**About this task:** Whenever a line contains the string "FormatSpecError", copy it out of the entries.

**Study material:**
▼

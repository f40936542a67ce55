//! Tests for the format specification parser.

#![allow(
    clippy::unwrap_used,
    reason = "test code uses unwrap for concise assertions"
)]

use pretty_assertions::assert_eq;

use super::*;

#[test]
fn empty_spec() {
    let spec = parse_format_spec("").unwrap();
    assert_eq!(spec, ParsedFormatSpec::EMPTY);
    assert!(spec.is_empty());
}

// Alignment

#[test]
fn align_without_fill() {
    assert_eq!(parse_format_spec("<").unwrap().align, Some(Align::Left));
    assert_eq!(parse_format_spec(">").unwrap().align, Some(Align::Right));
    assert_eq!(parse_format_spec("^").unwrap().align, Some(Align::Center));
    assert_eq!(parse_format_spec("=").unwrap().align, Some(Align::AfterSign));
}

#[test]
fn fill_and_align() {
    let spec = parse_format_spec("*^").unwrap();
    assert_eq!(spec.fill, Some('*'));
    assert_eq!(spec.align, Some(Align::Center));
}

#[test]
fn fill_can_be_an_align_char() {
    let spec = parse_format_spec("<>").unwrap();
    assert_eq!(spec.fill, Some('<'));
    assert_eq!(spec.align, Some(Align::Right));
}

#[test]
fn fill_dash_is_not_a_sign() {
    let spec = parse_format_spec("-<5").unwrap();
    assert_eq!(spec.fill, Some('-'));
    assert_eq!(spec.align, Some(Align::Left));
    assert_eq!(spec.sign, None);
    assert_eq!(spec.width, Some(5));
}

// Sign, alternate, zero

#[test]
fn signs() {
    assert_eq!(parse_format_spec("+").unwrap().sign, Some(Sign::Plus));
    assert_eq!(parse_format_spec("-").unwrap().sign, Some(Sign::Minus));
    assert_eq!(parse_format_spec(" d").unwrap().sign, Some(Sign::Space));
}

#[test]
fn alternate_hex() {
    let spec = parse_format_spec("#x").unwrap();
    assert!(spec.alternate);
    assert_eq!(spec.format_type, Some(FormatType::Hex));
}

#[test]
fn zero_pad_with_width() {
    let spec = parse_format_spec("08.3f").unwrap();
    assert!(spec.zero_pad);
    assert_eq!(spec.width, Some(8));
    assert_eq!(spec.precision, Some(3));
    assert_eq!(spec.format_type, Some(FormatType::Fixed));
}

// Width, grouping, precision

#[test]
fn grouping() {
    let spec = parse_format_spec(",d").unwrap();
    assert_eq!(spec.grouping, Some(','));
    let spec = parse_format_spec("10_").unwrap();
    assert_eq!(spec.width, Some(10));
    assert_eq!(spec.grouping, Some('_'));
}

#[test]
fn full_spec() {
    let spec = parse_format_spec("*>+#012,.2f").unwrap();
    assert_eq!(
        spec,
        ParsedFormatSpec {
            fill: Some('*'),
            align: Some(Align::Right),
            sign: Some(Sign::Plus),
            alternate: true,
            zero_pad: true,
            width: Some(12),
            grouping: Some(','),
            precision: Some(2),
            format_type: Some(FormatType::Fixed),
        }
    );
}

#[test]
fn precision_without_digits_is_an_error() {
    assert!(matches!(
        parse_format_spec(".f"),
        Err(FormatSpecError::InvalidPrecision(_))
    ));
}

// Types

#[test]
fn every_type_char() {
    for c in ['s', 'd', 'n', 'b', 'o', 'x', 'X', 'e', 'E', 'f', 'F', 'g', 'G', '%'] {
        let spec = parse_format_spec(&c.to_string()).unwrap();
        assert_eq!(spec.format_type.map(|t| t.as_char()), Some(c));
    }
}

#[test]
fn integer_and_float_classes() {
    assert!(FormatType::Hex.is_integer_only());
    assert!(!FormatType::Fixed.is_integer_only());
    assert!(FormatType::Percent.is_float());
    assert!(!FormatType::Str.is_float());
}

// Errors

#[test]
fn unknown_type() {
    assert_eq!(
        parse_format_spec("z"),
        Err(FormatSpecError::UnknownType('z'))
    );
    assert_eq!(
        FormatSpecError::UnknownType('z').to_string(),
        "Unknown format code 'z'"
    );
}

#[test]
fn trailing_characters() {
    assert_eq!(
        parse_format_spec("dd"),
        Err(FormatSpecError::TrailingCharacters("d".into()))
    );
}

▲

**Solution below:**
        Err(FormatSpecError::InvalidPrecision(_))
        Err(FormatSpecError::UnknownType('z'))
        FormatSpecError::UnknownType('z').to_string(),
        Err(FormatSpecError::TrailingCharacters("d".into()))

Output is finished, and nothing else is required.